From Rambus to DDR:Memory Explained
rosewood sent us linkage to an article that explains memory and more. A fairly detailed story talking about RAM in general, as well as explaining Rambus, DDR (including 1.5 and 2). Well written and worth the read. And it even features lots of diagrams (although some of the tables seem to have been designed by someone who is color blind, using white text on very bright backgrounds. Why do people do that?) Anyway, highly recommended.
However another thing that may not be obvious - today's 133MHz DRAMs being used in PCs are top-of-the-line - back in 1989 the fastest DRAMs were only being used in high-end servers because of the price premium.
(some background on why Rambus is good/bad in general) I've done designs with many of these technologies (traditional async ras/cas, sdram, rambus, not DDR) over the years - the older rambus designs were certainly harder to implement with (they used more of a network protocol paradigm) but not by much. The main thing about rambus is that at some level it trades off latency for bandwidth - there are some places where this is actually a good thing - display controllers for example.
Rambus also is a win in places where lots of concurrent transactions are available - the finer grained banking allows parallel row senses - reducing average latency, even speculative row senses for CPUs doing speculative instructions. I beleive this is the main reason Intel went for rambus - they are building CPUs that are highly parallel at the low level - and can issue many overlapping memory requests at once - but they screwed up - this would have been great if they were hooking the rambus channels directly to their CPUs - but instead they are making them over the slot1 bus which forces complete serialization losing any possible advantage - AMD's slot A would have been a better choice but these buses still do a very basic serialization that's going to make obtaining almost any concurrency at the RAM channel level difficult (which is why IMHO rambus on Intel hardware sucks).

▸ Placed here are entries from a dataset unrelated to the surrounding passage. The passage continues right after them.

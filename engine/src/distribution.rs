//! Immutable discrete probability distribution over real-valued outcomes
//!
//! A `Distribution` stores its support as `(outcome, probability)` pairs in
//! ascending outcome order with unique, finite outcomes. It is built once by a
//! pure fold over its input pairs and never mutated afterwards, which is what
//! makes it safe to use as a hash key and to share across rayon workers.

use crate::accuracy::AccuracyParameters;
use crate::error::{EngineError, Result};
use std::cmp::Ordering;
use std::hash::{Hash, Hasher};

/// Tolerance on the total probability mass accepted by constructors.
pub const MASS_TOLERANCE: f64 = 1e-6;

/// Read access shared by every discrete distribution over `f64` outcomes.
pub trait DiscreteDistribution {
    /// Support in ascending outcome order.
    fn support(&self) -> &[(f64, f64)];

    /// Probability of an exact outcome (0.0 when absent).
    fn probability_of(&self, outcome: f64) -> f64 {
        let support = self.support();
        match support.binary_search_by(|(x, _)| x.total_cmp(&canonical(outcome))) {
            Ok(idx) => support[idx].1,
            Err(_) => 0.0,
        }
    }

    /// Outcomes in ascending order.
    fn outcomes(&self) -> Vec<f64> {
        self.support().iter().map(|&(x, _)| x).collect()
    }

    fn len(&self) -> usize {
        self.support().len()
    }

    fn is_empty(&self) -> bool {
        self.support().is_empty()
    }

    fn support_min(&self) -> f64 {
        self.support().first().map(|&(x, _)| x).unwrap_or(f64::NAN)
    }

    fn support_max(&self) -> f64 {
        self.support().last().map(|&(x, _)| x).unwrap_or(f64::NAN)
    }

    /// `(outcome, P(X <= outcome))` at every support point.
    fn cumulative(&self) -> Vec<(f64, f64)> {
        let mut total = 0.0;
        self.support()
            .iter()
            .map(|&(x, p)| {
                total += p;
                (x, total)
            })
            .collect()
    }
}

/// Maps `-0.0` to `0.0` so that equal outcomes share one bit pattern.
#[inline]
fn canonical(x: f64) -> f64 {
    x + 0.0
}

/// Running group used while coalescing sorted outcomes.
struct Group {
    anchor: f64,
    mass: f64,
    moment: f64,
    merged: bool,
}

impl Group {
    fn new(x: f64, p: f64) -> Self {
        Group { anchor: x, mass: p, moment: x * p, merged: false }
    }

    fn outcome(&self) -> f64 {
        if self.merged && self.mass > 0.0 {
            canonical(self.moment / self.mass)
        } else {
            self.anchor
        }
    }
}

/// Immutable probability mass function over `f64` outcomes.
#[derive(Debug, Clone)]
pub struct Distribution {
    support: Vec<(f64, f64)>,
}

impl Distribution {
    /// Single outcome with probability 1.
    pub fn point(outcome: f64) -> Result<Self> {
        if !outcome.is_finite() {
            return Err(EngineError::NonFiniteOutcome(outcome));
        }
        Ok(Distribution { support: vec![(canonical(outcome), 1.0)] })
    }

    /// Build from arbitrary `(outcome, probability)` pairs.
    ///
    /// Duplicate outcomes are summed, outcomes within the coalescing tolerance
    /// merge, low-mass outcomes are pruned and the result is renormalized.
    /// The input mass must sum to 1 within [`MASS_TOLERANCE`].
    pub fn from_pairs<I>(pairs: I, params: &AccuracyParameters) -> Result<Self>
    where
        I: IntoIterator<Item = (f64, f64)>,
    {
        let mut raw: Vec<(f64, f64)> = Vec::new();
        for (outcome, probability) in pairs {
            if !outcome.is_finite() {
                return Err(EngineError::NonFiniteOutcome(outcome));
            }
            if !probability.is_finite() || probability < 0.0 {
                return Err(EngineError::InvalidProbability { outcome, probability });
            }
            raw.push((canonical(outcome), probability));
        }
        if raw.is_empty() {
            return Err(EngineError::EmptyDistribution);
        }
        let total: f64 = raw.iter().map(|&(_, p)| p).sum();
        if (total - 1.0).abs() > MASS_TOLERANCE {
            return Err(EngineError::MassNotConserved(total));
        }
        raw.sort_by(|a, b| a.0.total_cmp(&b.0));

        let tolerance = params.coalescing_tolerance;
        let groups = raw.into_iter().fold(Vec::<Group>::new(), |mut groups, (x, p)| {
            match groups.last_mut() {
                Some(g) if x - g.anchor <= tolerance => {
                    g.merged |= x != g.anchor;
                    g.mass += p;
                    g.moment += x * p;
                }
                _ => groups.push(Group::new(x, p)),
            }
            groups
        });

        let floor = params.probability_floor;
        let mut support: Vec<(f64, f64)> = groups
            .iter()
            .filter(|g| g.mass > 0.0 && g.mass > floor)
            .map(|g| (g.outcome(), g.mass))
            .collect();
        if support.is_empty() {
            return Err(EngineError::EmptyDistribution);
        }

        if let Some(max) = params.max_outcomes {
            bound_support(&mut support, max);
        }

        let retained: f64 = support.iter().map(|&(_, p)| p).sum();
        for entry in support.iter_mut() {
            entry.1 /= retained;
        }
        Ok(Distribution { support })
    }

    /// Expectation `Σ outcome · probability`.
    pub fn mean(&self) -> f64 {
        self.support.iter().map(|&(x, p)| x * p).sum()
    }
}

/// Merge the closest adjacent pair (mean-preserving) until `len <= max`.
fn bound_support(support: &mut Vec<(f64, f64)>, max: usize) {
    while support.len() > max.max(1) {
        let idx = (0..support.len() - 1)
            .min_by(|&i, &j| {
                let gi = support[i + 1].0 - support[i].0;
                let gj = support[j + 1].0 - support[j].0;
                gi.partial_cmp(&gj).unwrap_or(Ordering::Equal)
            })
            .unwrap_or(0);
        let (x1, p1) = support[idx];
        let (x2, p2) = support.remove(idx + 1);
        let mass = p1 + p2;
        support[idx] = (canonical((x1 * p1 + x2 * p2) / mass), mass);
    }
}

impl DiscreteDistribution for Distribution {
    fn support(&self) -> &[(f64, f64)] {
        &self.support
    }
}

impl PartialEq for Distribution {
    fn eq(&self, other: &Self) -> bool {
        self.support.len() == other.support.len()
            && self
                .support
                .iter()
                .zip(other.support.iter())
                .all(|(a, b)| a.0.to_bits() == b.0.to_bits() && a.1.to_bits() == b.1.to_bits())
    }
}

impl Eq for Distribution {}

impl Hash for Distribution {
    fn hash<H: Hasher>(&self, state: &mut H) {
        self.support.len().hash(state);
        for (x, p) in &self.support {
            x.to_bits().hash(state);
            p.to_bits().hash(state);
        }
    }
}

Have a look at Visicheck and see what your site looks like to those with (among other things) red/green colour deficit.
"don't fall into the fallacy of believing that Perl can solve social problems. Maybe Perl 6 can, but that's a ways off"
The chart on the first page of the article says that the memory bus increased only 4X from 1989 to 2000. I have to disagree. The article says that the FP SIMMs on 486s ran at 16 MHz. Those SIMMs were either 8-bit SIMMs run in banks of 4 or 32-bit SIMMs. Today's DIMMs do 64-bits at 133 MHz. So that would be 16 times faster, or 32 times if you count DDR. That's approximately equal to the increase in processor speed.
The whole point of the article, that RAM latencies have not kept up, is still a valid point. Although even the latencies have improved 8X. Remember, another reason that we don't have higher bandwidth memory is that it is hard to make motherboards and CPU interfaces that can handle higher clock frequencies.
I'm wondering if we could improve bandwidth and latency by going back to banked memory, perhaps interleaved.
Software sucks. Open Source sucks less.
This and the other articles didn't really get into some of the fundamental [S][DDR-S][R][ES]DRAM limits in terms of latency, and why this is just plain a losing battle.
At the cell level, DRAMs work by charge transfer. (That part was covered, IIRC) To write, you push some charge into the cell. To read, you share that charge and let it disturb voltages in your sensing system, and then evaluate it to a 0 or 1. If that sounds fuzzy, it's because it really is.
Anyway, there is a transistor used as a switch to get the charge in and out of the cell. It has to be a pretty darned good switch, especially in the 'off' position. We're about to the point where we can count the electrons that tell the difference between a 0 and a 1 - somewhere around 40,000. ANY leakage at all in that transistor HURTS.
Therefore, that transistor has to be optimized for leakage, and speed has to take a back seat. It simply takes TIME for those 40,000 electrons to get in and out of the cell. Oh, don't forget that this whole structure is optimized for size too, and there isn't any significant room to play around.
As we keep cramming more and more bits on to chips, the transistor (the D in the 1D memory) keeps getting smaller, and even with scaling, just can't get significantly faster. This aspect of performance just plain didn't show up, in the old days, because every other part swamped it out. We're now in the era where it shows, and causes pain. In the future, it will begin to dominate performance.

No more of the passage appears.